Churn rates cover much more than whether a single student leaves a university. When researchers analyze churn rates, they explore soft drops (classes, majors) and hard drops (entire universities). They also look at things like demographics, course load, course combinations, and socioeconomic factors.
Data published in 2019 by the National Student Clearinghouse Research Center demonstrates that universities retained 69%–73% of their full-time students over eight years. The retention numbers drop to 39%–46% for part-time students and an average of 59%–62% over the entire student population. This means that 27% – 54% of students leave the first university of their choosing, never to return.
A deeper dive into the data reveals that race and ethnicity play a significant role worth examining. The Clearinghouse looked at students who entered university in the fall of 2017 and reported on returning student races. Universities retained 72% of Asain students, 62% of White students, 59% of Hispanic students, and 52% of Black students. The factors that contribute to these statistics can be found in the data, analyzed, and modeled to alert us to who is at risk.
Applying Predictive Analytics
Predictive algorithms can automate the analytical process and proactively point administrators to students who might be at risk of leaving the university before they actually do.
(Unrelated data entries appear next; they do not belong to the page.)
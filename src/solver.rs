//! Entry point: validate `(N, K, W)` and return the optimal placement.

use std::num::NonZeroUsize;

use crate::builder::EngineBuilder;
use crate::error::PlacementError;
use crate::placement::{Placement, PlacementProblem, PlacementTable};
use crate::segment::SegmentCostTable;
use crate::weight::Weight;

/// How the placement recurrence is evaluated.
///
/// Both strategies return the same placement; they differ in how many DP
/// rows stay alive during backtracking.
#[cfg_attr(feature = "serde", derive(serde::Serialize, serde::Deserialize))]
#[derive(Clone, Copy, Debug, Default, PartialEq, Eq)]
pub enum Strategy {
    /// Keep all `k + 1` cost rows and `k` split rows.
    #[default]
    FullTable,
    /// Keep one row per block of `block_size` layers and replay a block at a
    /// time while backtracking. `None` uses ⌈√k⌉.
    Checkpointed { block_size: Option<NonZeroUsize> },
}

/// Configured placement solver.
///
/// ```
/// use line_kmedian::{PlacementSolver, Strategy};
///
/// let solver = PlacementSolver::new().with_strategy(Strategy::Checkpointed { block_size: None });
/// let placement = solver.solve(3, 1, &[1u64, 1, 1]).unwrap();
/// assert_eq!(placement.min_cost, 2);
/// assert_eq!(placement.servers, vec![1]);
/// ```
#[derive(Clone, Copy, Debug, Default)]
pub struct PlacementSolver {
    strategy: Strategy,
}

impl PlacementSolver {
    pub fn new() -> Self {
        Self::default()
    }

    pub fn with_strategy(mut self, strategy: Strategy) -> Self {
        self.strategy = strategy;
        self
    }

    pub fn strategy(&self) -> Strategy {
        self.strategy
    }

    /// Place `servers` servers on `clients` clients weighted by `weights`.
    ///
    /// `clients == 0 && servers == 0` with no weights yields the empty
    /// placement.
    ///
    /// # Errors
    /// Length mismatch, no clients, no servers, more servers than clients,
    /// or an inadmissible weight, checked in that order before any table is
    /// built. [`PlacementError::CostOverflow`] when sums of weights or costs
    /// leave the range of `W`.
    pub fn solve<W: Weight>(
        &self,
        clients: usize,
        servers: usize,
        weights: &[W],
    ) -> Result<Placement<W>, PlacementError> {
        #[cfg(feature = "tracing")]
        let span = tracing::info_span!("place_servers", clients, servers, strategy = ?self.strategy);
        #[cfg(feature = "tracing")]
        let _enter = span.enter();

        validate_counts(clients, servers, weights.len())?;
        if clients == 0 {
            return Ok(Placement::empty());
        }

        let segments = SegmentCostTable::new(weights)?;
        let placement = match self.strategy {
            Strategy::FullTable => PlacementTable::build(&segments, servers)?.placement(),
            Strategy::Checkpointed { block_size } => {
                let builder = EngineBuilder::new(PlacementProblem::new(&segments, servers));
                let engine = match block_size {
                    Some(b) => builder.with_block_size(b.get()),
                    None => builder,
                }
                .build();
                // Counts are validated, so only an overflow leaves no terminal.
                let (min_cost, cuts) = engine.run().ok_or(PlacementError::CostOverflow)?;
                Placement::from_cuts(&segments, min_cost, &cuts)
            }
        };

        #[cfg(feature = "tracing")]
        tracing::debug!(min_cost = ?placement.min_cost, servers = ?placement.servers, "placement found");

        Ok(placement)
    }
}

fn validate_counts(clients: usize, servers: usize, weights: usize) -> Result<(), PlacementError> {
    if weights != clients {
        return Err(PlacementError::LengthMismatch {
            declared: clients,
            actual: weights,
        });
    }
    match (clients, servers) {
        (0, 0) => Ok(()),
        (0, _) => Err(PlacementError::NoClients),
        (_, 0) => Err(PlacementError::NoServers { clients }),
        _ if servers > clients => Err(PlacementError::TooManyServers { servers, clients }),
        _ => Ok(()),
    }
}

/// Optimal placement with the default solver.
///
/// ```
/// let placement = line_kmedian::place_servers(5, 5, &[3u64, 1, 4, 1, 5]).unwrap();
/// assert_eq!(placement.min_cost, 0);
/// assert_eq!(placement.servers, vec![0, 1, 2, 3, 4]);
/// ```
///
/// # Errors
/// See [`PlacementSolver::solve`].
pub fn place_servers<W: Weight>(
    clients: usize,
    servers: usize,
    weights: &[W],
) -> Result<Placement<W>, PlacementError> {
    PlacementSolver::new().solve(clients, servers, weights)
}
By examining demographic, performance, and logistical data, we can forecast the likelihood of a given student succeeding at a given university and develop intervention plans for those at risk. This not only helps the university forecast tuition revenue and plan administrative expenses, but it also can find the students who are lost on the university trail and put them on the right path to success.
The Coronavirus pandemic has brought additional complexity to the problem of student churn. It has caused concern about a higher-education bubble that may be poised to pop. Advanced data and analytics platforms can examine remote learning data points, contrast them with the on-campus experience, and provide insights that can ensure the right mix, empowering student engagement that matches the tuition value proposition.
With the power of an enterprise data analytics platform, university departments can keep track of vast volumes of data and identify what is most relevant at a given point in time. This data provides the whole institution incredible insight beyond just student churn, like where to hold fundraising events, how to schedule courses, and even when to hold departmental meetings. The clarity and precision provided by enterprise data analytics combined with predictive modeling drives efficiencies that equally benefit students, faculty, and administrators. Implementing such technology is a win for everyone!